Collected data
- - -

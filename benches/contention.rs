//! Benchmark suite for comparing shared-state primitives under contention
//!
//! Each benchmark spawns a fixed number of threads that hammer one shared
//! component, so the numbers compare coordination cost rather than the
//! arithmetic itself.
//!
//! # Running Benchmarks
//!
//! ```bash
//! # Run all benchmarks
//! cargo bench
//! ```
//!
//! # Groups
//!
//! - Counter increments: CAS retry loop vs. hardware fetch-add
//! - Withdraws: exclusive lock vs. lock-free balance
//! - Transfers: every deadlock-avoidance strategy over a small ring of accounts
//! - Hand-off: monitor queue vs. channel queue

use rust_concurrent_ledger::config::{LedgerConfig, QueueKind, TransferStrategyKind};
use rust_concurrent_ledger::core::handoff::create_queue;
use rust_concurrent_ledger::{
    create_strategy, Account, AtomicBalance, CasCounter, ExclusiveWithdraw, Ledger,
};
use rust_decimal::Decimal;
use std::thread;
use tokio_util::sync::CancellationToken;

const THREADS: usize = 4;
const OPS_PER_THREAD: usize = 1_000;

fn main() {
    divan::main();
}

/// Run `op` `OPS_PER_THREAD` times on each of `THREADS` threads
fn contend<F>(op: F)
where
    F: Fn(usize) + Sync,
{
    thread::scope(|scope| {
        for worker in 0..THREADS {
            let op = &op;
            scope.spawn(move || {
                for n in 0..OPS_PER_THREAD {
                    op(worker * OPS_PER_THREAD + n);
                }
            });
        }
    });
}

/// Increments through the compare-and-set retry loop
#[divan::bench]
fn counter_cas_increment() {
    let counter = CasCounter::new(0);
    contend(|_| {
        counter.increment();
    });
    assert_eq!(counter.get(), (THREADS * OPS_PER_THREAD) as i64);
}

/// Increments through a single fetch-add
#[divan::bench]
fn counter_fetch_increment() {
    let counter = CasCounter::new(0);
    contend(|_| {
        counter.fetch_increment();
    });
    assert_eq!(counter.get(), (THREADS * OPS_PER_THREAD) as i64);
}

/// Withdraws under the account's exclusive lock
#[divan::bench]
fn withdraw_exclusive() {
    let account = Account::new(1, "bench", Decimal::from(1_000_000));
    let withdraw = ExclusiveWithdraw::default();
    contend(|_| {
        withdraw
            .withdraw(&account, Decimal::ONE)
            .expect("Withdraw failed");
    });
}

/// Withdraws through a CAS loop on the atomic balance
#[divan::bench]
fn withdraw_lock_free() {
    let balance = AtomicBalance::new(1, Decimal::from(1_000_000)).expect("Invalid balance");
    contend(|_| {
        balance.withdraw(Decimal::ONE).expect("Withdraw failed");
    });
}

/// Transfers around a ring of accounts, one run per strategy
#[divan::bench(args = [
    TransferStrategyKind::Timeout,
    TransferStrategyKind::GlobalOrder,
    TransferStrategyKind::SerializedOwner,
    TransferStrategyKind::Backoff,
])]
fn transfer_ring(kind: TransferStrategyKind) {
    const ACCOUNTS: usize = 8;
    let ledger = Ledger::new();
    let accounts: Vec<_> = (0..ACCOUNTS)
        .map(|n| {
            ledger
                .open(format!("ring-{n}"), Decimal::from(10_000))
                .expect("Failed to open account")
        })
        .collect();
    let mut config = LedgerConfig::default();
    config.transfer.strategy = kind;
    let strategy = create_strategy(&config).expect("Failed to create strategy");
    let cancel = CancellationToken::new();

    contend(|n| {
        let from = n % ACCOUNTS;
        let to = (from + 1 + n % 3) % ACCOUNTS;
        strategy
            .transfer(&accounts[from], &accounts[to], Decimal::ONE, &cancel)
            .expect("Transfer failed");
    });
}

/// One producer and one consumer passing items through a small queue
#[divan::bench(args = [QueueKind::Monitor, QueueKind::Channel])]
fn handoff_pipeline(kind: QueueKind) {
    const ITEMS: usize = 10_000;
    let mut config = LedgerConfig::default();
    config.queue.kind = kind;
    let queue = create_queue::<usize>(&config).expect("Failed to create queue");
    let cancel = CancellationToken::new();

    thread::scope(|scope| {
        scope.spawn(|| {
            for item in 0..ITEMS {
                queue.put(item, &cancel).expect("Put interrupted");
            }
        });
        for _ in 0..ITEMS {
            queue.take(&cancel).expect("Take interrupted");
        }
    });
}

- - -

= EXERCISE INSTRUCTIONS =
In the data above, which lines lie between the line with "rather than the" and the line with "for worker in", inclusive? Print those lines exactly and nothing else.

= WRITTEN ANSWER =
//! component, so the numbers compare coordination cost rather than the
//! arithmetic itself.
//!
//! # Running Benchmarks
//!
//! ```bash
//! # Run all benchmarks
//! cargo bench
//! ```
//!
//! # Groups
//!
//! - Counter increments: CAS retry loop vs. hardware fetch-add
//! - Withdraws: exclusive lock vs. lock-free balance
//! - Transfers: every deadlock-avoidance strategy over a small ring of accounts
//! - Hand-off: monitor queue vs. channel queue

use rust_concurrent_ledger::config::{LedgerConfig, QueueKind, TransferStrategyKind};
use rust_concurrent_ledger::core::handoff::create_queue;
use rust_concurrent_ledger::{
    create_strategy, Account, AtomicBalance, CasCounter, ExclusiveWithdraw, Ledger,
};
use rust_decimal::Decimal;
use std::thread;
use tokio_util::sync::CancellationToken;

const THREADS: usize = 4;
const OPS_PER_THREAD: usize = 1_000;

fn main() {
    divan::main();
}

/// Run `op` `OPS_PER_THREAD` times on each of `THREADS` threads
fn contend<F>(op: F)
where
    F: Fn(usize) + Sync,
{
    thread::scope(|scope| {
        for worker in 0..THREADS {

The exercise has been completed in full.